6. HOW WILL MBEF FUNDING BE USED IN THE 2017/18 SCHOOL YEAR?

MBEF supports and advocates for enrichment programming, and ensures that the funds we grant are appropriately and effectively used. Like other not-for-profit foundations, we are not involved in personnel relations, hiring, or management of District employees. We do not make decisions on the ways in which programs are implemented or the curriculum that the District uses. This is important because it strengthens our voice when we advocate for programming for all students. In addition, this separation helps to maintain the autonomy of the District and its elected School Board and ensures that no individual parents’ voice is more powerful than others.

MBEF’s contribution to the District for the 2017/18 school year exceeds $6 million. This funding pays for 73 educators and increases per-student spending by approximately 9% throughout the District. Your investment in MBEF contributes to smaller class sizes, STEM programs, elementary PE, extra period classes, teacher professional development, librarians, music teachers, academic and guidance counselors, and so much more.

Click here to view 2017/18 MBEF Grants


7HOW MUCH SHOULD I GIVE?

Our goal is to have 100% of the families whose children attend an MBUSD school contribute to MBEF, since all children in the District benefit from MBEF support. We suggest a donation of $1,750  per child, or ask that you consider making a meaningful gift for your family.  Every gift matters and every donor is an important part of this effort.

Corporate matching gift programs are another way to make a significant contribution to MBEF. MBEF is eligible to receive matching gifts from participating companies. Please click here to see a list of our current matching gift providers. If you don’t see your employer on this list, please check with your employer to find out if they offer such a program. We are happy to work with you to submit required paperwork to expedite this process. When MBEF receives a matching gift from your company, both you and the business will be recognized for the match in our Annual Report and Honor Roll.  Last year MBEF received almost $350,000 in matching funds!

If you have a child in our schools, you have the very best reason to donate.


8DO YOU HAVE PAYMENT OPTIONS?

MBEF has several payment options available. Please visit our website or contact the MBEF office to discuss the best option for your family (310-303-3342 / donations@mbef.org).
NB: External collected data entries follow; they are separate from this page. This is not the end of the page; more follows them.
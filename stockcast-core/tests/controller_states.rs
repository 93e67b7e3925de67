//! DashboardController state selection and page presentation.

use std::sync::atomic::{AtomicUsize, Ordering};
use std::sync::Arc;

use chrono::{Duration, NaiveDate};
use stockcast_core::config::ForecastConfig;
use stockcast_core::dashboard::{ForecastChart, RawChart, StatusMessage};
use stockcast_core::data::StaticProvider;
use stockcast_core::forecast::ForecastComponents;
use stockcast_core::frame::TablePreview;
use stockcast_core::{
    present, AdditiveEngine, DashboardController, DashboardState, DashboardSurface, DataLoader,
    FixedClock, ForecastEngine, ForecastError, ForecastHorizon, ForecastResult, PriceBar,
    PriceSeries, SelectionState, TickerList, YearsOfPrediction,
};

fn d(y: i32, m: u32, day: u32) -> NaiveDate {
    NaiveDate::from_ymd_opt(y, m, day).unwrap()
}

fn today() -> NaiveDate {
    d(2024, 1, 10)
}

fn bars(n: i64) -> Vec<PriceBar> {
    let first = today() - Duration::days(n);
    (0..n)
        .map(|i| {
            let p = 120.0 + (i as f64 / 5.0).sin() * 3.0 + i as f64 * 0.1;
            PriceBar {
                date: first + Duration::days(i),
                open: p - 0.4,
                high: p + 1.2,
                low: p - 1.2,
                close: p,
                adj_close: p,
                volume: 10_000,
            }
        })
        .collect()
}

/// Delegates to a real engine and counts calls.
struct SpyEngine {
    inner: AdditiveEngine,
    calls: AtomicUsize,
}

impl SpyEngine {
    fn new() -> Self {
        Self {
            inner: AdditiveEngine::new(ForecastConfig {
                uncertainty_samples: 40,
                ..ForecastConfig::default()
            }),
            calls: AtomicUsize::new(0),
        }
    }

    fn calls(&self) -> usize {
        self.calls.load(Ordering::SeqCst)
    }
}

impl ForecastEngine for SpyEngine {
    fn name(&self) -> &str {
        "spy"
    }

    fn forecast(
        &self,
        series: &PriceSeries,
        horizon: ForecastHorizon,
    ) -> Result<ForecastResult, ForecastError> {
        self.calls.fetch_add(1, Ordering::SeqCst);
        self.inner.forecast(series, horizon)
    }
}

struct FailingEngine;

impl ForecastEngine for FailingEngine {
    fn name(&self) -> &str {
        "failing"
    }

    fn forecast(&self, _: &PriceSeries, _: ForecastHorizon) -> Result<ForecastResult, ForecastError> {
        Err(ForecastError::Numerical("matrix exploded".into()))
    }
}

#[derive(Default)]
struct CountingSurface {
    raw_charts: usize,
    forecast_charts: usize,
    components_charts: usize,
    tables: usize,
    statuses: Vec<StatusMessage>,
    texts: Vec<String>,
    captions: Vec<String>,
}

impl DashboardSurface for CountingSurface {
    fn title(&mut self, _text: &str) {}
    fn subheader(&mut self, _text: &str) {}
    fn caption(&mut self, text: &str) {
        self.captions.push(text.to_string());
    }
    fn text(&mut self, text: &str) {
        self.texts.push(text.to_string());
    }
    fn table(&mut self, _table: &TablePreview) {
        self.tables += 1;
    }
    fn raw_chart(&mut self, _chart: &RawChart) {
        self.raw_charts += 1;
    }
    fn status(&mut self, status: &StatusMessage) {
        self.statuses.push(status.clone());
    }
    fn forecast_chart(&mut self, _chart: &ForecastChart) {
        self.forecast_charts += 1;
    }
    fn components_chart(&mut self, _components: &ForecastComponents) {
        self.components_charts += 1;
    }
}

fn controller(provider: StaticProvider, engine: Arc<dyn ForecastEngine>) -> DashboardController {
    let loader = DataLoader::new(
        Box::new(provider),
        Arc::new(FixedClock::new(today())),
        TickerList::default_list(),
        d(2015, 1, 1),
    );
    DashboardController::new(loader, Box::new(engine), 5)
}

fn selection(ticker: &str, days: u32) -> SelectionState {
    SelectionState::new(
        ticker,
        YearsOfPrediction::new(3).unwrap(),
        ForecastHorizon::new(days).unwrap(),
    )
}

#[test]
fn insufficient_series_never_reach_the_engine() {
    for n in [0, 1] {
        let spy = Arc::new(SpyEngine::new());
        let c = controller(
            StaticProvider::new().with_bars("GOOG", bars(n)),
            spy.clone(),
        );
        let page = c.render(&selection("GOOG", 30));
        assert_eq!(page.state, DashboardState::Insufficient);
        assert!(page.forecast.is_none());
        assert_eq!(spy.calls(), 0, "{n} rows reached the engine");
    }
}

#[test]
fn forecastable_calls_engine_once_with_horizon() {
    let spy = Arc::new(SpyEngine::new());
    let c = controller(StaticProvider::new().with_bars("AAPL", bars(45)), spy.clone());
    let page = c.render(&selection("AAPL", 90));
    assert_eq!(page.state, DashboardState::Forecastable);
    assert_eq!(spy.calls(), 1);
    let section = page.forecast.unwrap();
    assert_eq!(section.preview.total_rows, 45 + 90);
    assert_eq!(section.plot_caption, "Forecast Plot for 3 Years");
}

#[test]
fn end_date_counts_from_today_not_from_table() {
    let spy = Arc::new(SpyEngine::new());
    let c = controller(StaticProvider::new().with_bars("MSFT", bars(30)), spy);
    let page = c.render(&selection("MSFT", 30));
    let section = page.forecast.unwrap();
    assert_eq!(section.end_date, d(2024, 2, 9));
    assert_eq!(
        section.end_date_line(),
        "End Date of Prediction: 2024-02-09 (30 days ahead)"
    );
}

#[test]
fn raw_chart_presented_exactly_once_in_every_state() {
    let cases: Vec<(StaticProvider, Arc<dyn ForecastEngine>, DashboardState)> = vec![
        (
            StaticProvider::new().with_bars("GOOG", bars(40)),
            Arc::new(SpyEngine::new()),
            DashboardState::Forecastable,
        ),
        (
            StaticProvider::new().with_bars("GOOG", bars(1)),
            Arc::new(SpyEngine::new()),
            DashboardState::Insufficient,
        ),
        (
            StaticProvider::new().failing("GOOG", "offline"),
            Arc::new(SpyEngine::new()),
            DashboardState::Unavailable,
        ),
        (
            StaticProvider::new().with_bars("GOOG", bars(40)),
            Arc::new(FailingEngine),
            DashboardState::Unavailable,
        ),
    ];

    for (provider, engine, expected) in cases {
        let c = controller(provider, engine);
        let page = c.render(&selection("GOOG", 30));
        assert_eq!(page.state, expected);

        let mut surface = CountingSurface::default();
        present(&page, &mut surface);
        assert_eq!(surface.raw_charts, 1, "state {expected:?}");
        assert_eq!(surface.statuses.len(), 1);

        let forecastable = expected == DashboardState::Forecastable;
        assert_eq!(surface.forecast_charts, usize::from(forecastable));
        assert_eq!(surface.components_charts, usize::from(forecastable));
        assert_eq!(surface.tables, if forecastable { 2 } else { 1 });
        assert_eq!(surface.statuses[0].is_error(), !forecastable);
        if forecastable {
            assert_eq!(
                surface.captions,
                vec!["Forecast Plot for 3 Years", "Forecast Components"]
            );
            assert_eq!(surface.texts.len(), 1);
        }
    }
}

#[test]
fn forecaster_failure_keeps_raw_section() {
    let c = controller(
        StaticProvider::new().with_bars("GME", bars(20)),
        Arc::new(FailingEngine),
    );
    let page = c.render(&selection("GME", 30));
    assert_eq!(page.state, DashboardState::Unavailable);
    assert!(page.status.text.contains("matrix exploded"));
    assert_eq!(page.raw_chart.points.len(), 20);
    assert_eq!(page.raw_preview.rows.len(), 5);
}
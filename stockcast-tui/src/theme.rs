//! Parrot/neon palette and the styles the dashboard draws with.
//!
//! - **Accent** (electric cyan): focus, titles, the fitted line
//! - **Positive** (neon green): success status
//! - **Negative** (hot pink): error status
//! - **Warning** (neon orange): interval bounds
//! - **Neutral** (cool purple): subheaders, captions
//! - **Muted** (steel blue): axes, hints, observed points

use ratatui::style::{Color, Modifier, Style};

pub const BACKGROUND: Color = Color::Rgb(18, 18, 20);
pub const ACCENT: Color = Color::Rgb(0, 255, 255);
pub const POSITIVE: Color = Color::Rgb(0, 255, 128);
pub const NEGATIVE: Color = Color::Rgb(255, 20, 147);
pub const WARNING: Color = Color::Rgb(255, 140, 0);
pub const NEUTRAL: Color = Color::Rgb(147, 112, 219);
pub const MUTED: Color = Color::Rgb(100, 149, 237);
pub const TEXT: Color = Color::White;
pub const TEXT_SECONDARY: Color = Color::Rgb(170, 170, 170);

/// Raw chart traces: opening price blue, closing price red.
pub const OPEN_TRACE: Color = Color::Rgb(66, 135, 245);
pub const CLOSE_TRACE: Color = Color::Rgb(235, 64, 52);

pub fn accent() -> Style {
    Style::default().fg(ACCENT)
}

pub fn accent_bold() -> Style {
    accent().add_modifier(Modifier::BOLD)
}

pub fn positive() -> Style {
    Style::default().fg(POSITIVE)
}

pub fn negative() -> Style {
    Style::default().fg(NEGATIVE)
}

pub fn warning() -> Style {
    Style::default().fg(WARNING)
}

pub fn neutral() -> Style {
    Style::default().fg(NEUTRAL)
}

pub fn muted() -> Style {
    Style::default().fg(MUTED)
}

pub fn text() -> Style {
    Style::default().fg(TEXT)
}

pub fn text_secondary() -> Style {
    Style::default().fg(TEXT_SECONDARY)
}

pub fn title() -> Style {
    Style::default().fg(TEXT).add_modifier(Modifier::BOLD)
}

pub fn panel_border(focused: bool) -> Style {
    if focused {
        accent()
    } else {
        muted()
    }
}

pub fn panel_title(focused: bool) -> Style {
    if focused {
        accent_bold()
    } else {
        text_secondary()
    }
}

/// Style for a sidebar control row: reversed when it has focus.
pub fn control(focused: bool) -> Style {
    if focused {
        accent().add_modifier(Modifier::REVERSED)
    } else {
        text()
    }
}

pub fn status(is_error: bool) -> Style {
    if is_error {
        negative().add_modifier(Modifier::BOLD)
    } else {
        positive().add_modifier(Modifier::BOLD)
    }
}

#[cfg(test)]
mod tests {
    use super::*;

    #[test]
    fn focus_styles_differ() {
        assert_ne!(panel_border(true), panel_border(false));
        assert_eq!(panel_border(true).fg, Some(ACCENT));
        assert!(control(true).add_modifier.contains(Modifier::REVERSED));
    }

    #[test]
    fn status_colors() {
        assert_eq!(status(true).fg, Some(NEGATIVE));
        assert_eq!(status(false).fg, Some(POSITIVE));
    }
}
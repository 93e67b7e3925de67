//! Selection state: ticker, "years of prediction", and the day horizon.
//!
//! The years value and the day horizon are deliberately independent. The
//! years value is displayed as a label only; the horizon alone drives the
//! forecast. Both are surfaced so the two controls can be seen to disagree.

use chrono::{Duration, NaiveDate};
use serde::{Deserialize, Serialize};
use thiserror::Error;

pub const PERIOD_DAYS_MIN: u32 = 30;
/// Approximately five years.
pub const PERIOD_DAYS_MAX: u32 = 1825;
pub const YEARS_MIN: u8 = 1;
pub const YEARS_MAX: u8 = 5;

#[derive(Debug, Clone, PartialEq, Eq, Error)]
pub enum DomainError {
    #[error("prediction period must be within {min}..={max} days, got {got}")]
    HorizonOutOfRange { got: u32, min: u32, max: u32 },

    #[error("years of prediction must be within {min}..={max}, got {got}")]
    YearsOutOfRange { got: u8, min: u8, max: u8 },
}

/// Forecast horizon in calendar days, always within [30, 1825].
#[derive(Debug, Clone, Copy, PartialEq, Eq, PartialOrd, Ord, Hash, Serialize, Deserialize)]
#[serde(try_from = "u32", into = "u32")]
pub struct ForecastHorizon(u32);

impl ForecastHorizon {
    pub fn new(days: u32) -> Result<Self, DomainError> {
        if (PERIOD_DAYS_MIN..=PERIOD_DAYS_MAX).contains(&days) {
            Ok(Self(days))
        } else {
            Err(DomainError::HorizonOutOfRange {
                got: days,
                min: PERIOD_DAYS_MIN,
                max: PERIOD_DAYS_MAX,
            })
        }
    }

    /// Slider semantics: out-of-range input snaps to the nearest bound.
    pub fn clamped(days: i64) -> Self {
        Self(days.clamp(PERIOD_DAYS_MIN as i64, PERIOD_DAYS_MAX as i64) as u32)
    }

    pub fn days(self) -> u32 {
        self.0
    }

    pub fn as_duration(self) -> Duration {
        Duration::days(self.0 as i64)
    }

    /// `from + horizon` calendar days.
    pub fn end_date_from(self, from: NaiveDate) -> NaiveDate {
        from + self.as_duration()
    }

    pub fn step(self, delta: i64) -> Self {
        Self::clamped(self.0 as i64 + delta)
    }
}

impl Default for ForecastHorizon {
    fn default() -> Self {
        Self(PERIOD_DAYS_MAX)
    }
}

impl TryFrom<u32> for ForecastHorizon {
    type Error = DomainError;

    fn try_from(days: u32) -> Result<Self, Self::Error> {
        Self::new(days)
    }
}

impl From<ForecastHorizon> for u32 {
    fn from(h: ForecastHorizon) -> u32 {
        h.0
    }
}

/// The "years of prediction" slider value, within [1, 5].
#[derive(Debug, Clone, Copy, PartialEq, Eq, PartialOrd, Ord, Hash, Serialize, Deserialize)]
#[serde(try_from = "u8", into = "u8")]
pub struct YearsOfPrediction(u8);

impl YearsOfPrediction {
    pub fn new(years: u8) -> Result<Self, DomainError> {
        if (YEARS_MIN..=YEARS_MAX).contains(&years) {
            Ok(Self(years))
        } else {
            Err(DomainError::YearsOutOfRange {
                got: years,
                min: YEARS_MIN,
                max: YEARS_MAX,
            })
        }
    }

    pub fn clamped(years: i64) -> Self {
        Self(years.clamp(YEARS_MIN as i64, YEARS_MAX as i64) as u8)
    }

    pub fn get(self) -> u8 {
        self.0
    }

    pub fn step(self, delta: i64) -> Self {
        Self::clamped(self.0 as i64 + delta)
    }
}

impl Default for YearsOfPrediction {
    fn default() -> Self {
        Self(2)
    }
}

impl TryFrom<u8> for YearsOfPrediction {
    type Error = DomainError;

    fn try_from(years: u8) -> Result<Self, Self::Error> {
        Self::new(years)
    }
}

impl From<YearsOfPrediction> for u8 {
    fn from(y: YearsOfPrediction) -> u8 {
        y.0
    }
}

/// What the user currently has selected in the sidebar.
#[derive(Debug, Clone, PartialEq, Eq, Serialize, Deserialize)]
pub struct SelectionState {
    pub ticker: String,
    pub years: YearsOfPrediction,
    pub horizon: ForecastHorizon,
}

impl SelectionState {
    pub fn new(ticker: impl Into<String>, years: YearsOfPrediction, horizon: ForecastHorizon) -> Self {
        Self {
            ticker: ticker.into(),
            years,
            horizon,
        }
    }
}

#[cfg(test)]
mod tests {
    use super::*;

    #[test]
    fn horizon_bounds() {
        assert!(ForecastHorizon::new(29).is_err());
        assert!(ForecastHorizon::new(30).is_ok());
        assert!(ForecastHorizon::new(1825).is_ok());
        assert!(ForecastHorizon::new(1826).is_err());
    }

    #[test]
    fn horizon_clamps_and_steps() {
        assert_eq!(ForecastHorizon::clamped(-5).days(), 30);
        assert_eq!(ForecastHorizon::clamped(10_000).days(), 1825);
        assert_eq!(ForecastHorizon::default().step(-1).days(), 1824);
        assert_eq!(ForecastHorizon::default().step(1).days(), 1825);
    }

    #[test]
    fn end_date_is_calendar_days() {
        let today = NaiveDate::from_ymd_opt(2024, 1, 10).unwrap();
        let horizon = ForecastHorizon::new(30).unwrap();
        assert_eq!(
            horizon.end_date_from(today),
            NaiveDate::from_ymd_opt(2024, 2, 9).unwrap()
        );
    }

    #[test]
    fn years_bounds_and_default() {
        assert!(YearsOfPrediction::new(0).is_err());
        assert!(YearsOfPrediction::new(6).is_err());
        assert_eq!(YearsOfPrediction::default().get(), 2);
        assert_eq!(YearsOfPrediction::clamped(9).get(), 5);
    }

    #[test]
    fn horizon_deserialization_rejects_out_of_range() {
        let ok: ForecastHorizon = serde_json::from_str("365").unwrap();
        assert_eq!(ok.days(), 365);
        assert!(serde_json::from_str::<ForecastHorizon>("5").is_err());
    }
}
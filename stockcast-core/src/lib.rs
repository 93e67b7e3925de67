//! Stockcast core: price loading, the daily cache, forecasting and the dashboard controller.
//!
//! This crate contains everything below the drawing layer:
//! - Domain types (price bars, series, selection state, horizon)
//! - Market data providers (Yahoo Finance, CSV import, synthetic, static)
//! - Per-ticker daily cache and the `DataLoader`
//! - Additive trend + seasonality forecast model behind the `ForecastEngine` seam
//! - The dashboard controller: `render(selection) -> DisplayModel`, then `present`

pub mod clock;
pub mod config;
pub mod dashboard;
pub mod data;
pub mod domain;
pub mod forecast;
pub mod frame;
pub mod rng;

pub use clock::{Clock, FixedClock, SystemClock};
pub use config::{ConfigError, StockcastConfig};
pub use dashboard::{
    present, DashboardController, DashboardState, DashboardSurface, DisplayModel,
};
pub use data::{DataError, DataLoader, MarketDataProvider, TickerList};
pub use domain::{
    ForecastHorizon, PriceBar, PriceSeries, SelectionState, YearsOfPrediction,
};
pub use forecast::{AdditiveEngine, ForecastEngine, ForecastError, ForecastResult, ForecastTable};

#[cfg(test)]
mod tests {
    use super::*;

    /// Compile-time check: everything the TUI and CLI share across a loader
    /// or engine boundary is Send + Sync.
    #[allow(dead_code)]
    fn assert_send_sync() {
        fn require_send<T: Send>() {}
        fn require_sync<T: Sync>() {}

        require_send::<PriceBar>();
        require_sync::<PriceBar>();
        require_send::<PriceSeries>();
        require_sync::<PriceSeries>();
        require_send::<SelectionState>();
        require_sync::<SelectionState>();
        require_send::<ForecastResult>();
        require_sync::<ForecastResult>();
        require_send::<DisplayModel>();
        require_sync::<DisplayModel>();
        require_send::<DataLoader>();
        require_sync::<DataLoader>();
        require_send::<AdditiveEngine>();
        require_sync::<AdditiveEngine>();
    }
}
  • One-time DonationDonate now by check or credit card
  • Pledge – If you want to hold off and make a donation later in the year when the timing is better for your family, you can make a commitment to donate at some point before June 1st. By making a pledge early in the campaign, you can avoid unnecessary reminders from MBEF.
  • Installments — Donations are charged to your credit card automatically on the schedule you select. This could be monthly or on any timeline that works best for you. You can establish an installment plan through our online donation system by indicating your preference on the donation envelope, or by calling the MBEF office.
  • Appreciated Stock – Donation of stock certificates – You can take an immediate tax deduction for the full market value of the stock and avoid the capital-gains tax you would owe by cashing in the securities. Then, using the cash you might have otherwise donated, you can repurchase the same stock at a higher cost basis for capital-gains purposes. Click here for stock donation steps.
  • Matching Gifts – Many companies, big and small, contribute to MBEF through a matching gift program so they can support the organizations and causes their employees believe in. Last year MBEF received $345,000 from over 80 companies. Please click here to see a list of our current matching gift providers. If you don’t see your employer on this list, please check with your employer to find out if they offer such a program. We are happy to work with you to submit the required paperwork to expedite this process. When MBEF receives a matching gift from your company, both you and the business will be recognized for the match in our Annual Report and Honor Roll.
  • Give till’ Graduation – You can make a recurring gift all the way until your child(ren) graduate from Mira Costa.


9. HOW DOES MBEF DETERMINE WHICH POSITIONS AND PROGRAMS TO FUND?

As a community-driven organization, MBEF strives to ensure our grants are reflective of parent and teacher priorities. We welcome feedback and regularly survey our stakeholders to help determine our strategic direction and funding priorities. To ensure continuity in our schools, the vast majority of our funding is committed to grants and positions from previous years. Each year MBEF’s 35 member Board of Directors works with District leadership, school principals, and teachers to identify programs that are most aligned with parent priorities and MBEF Grant Guidelines.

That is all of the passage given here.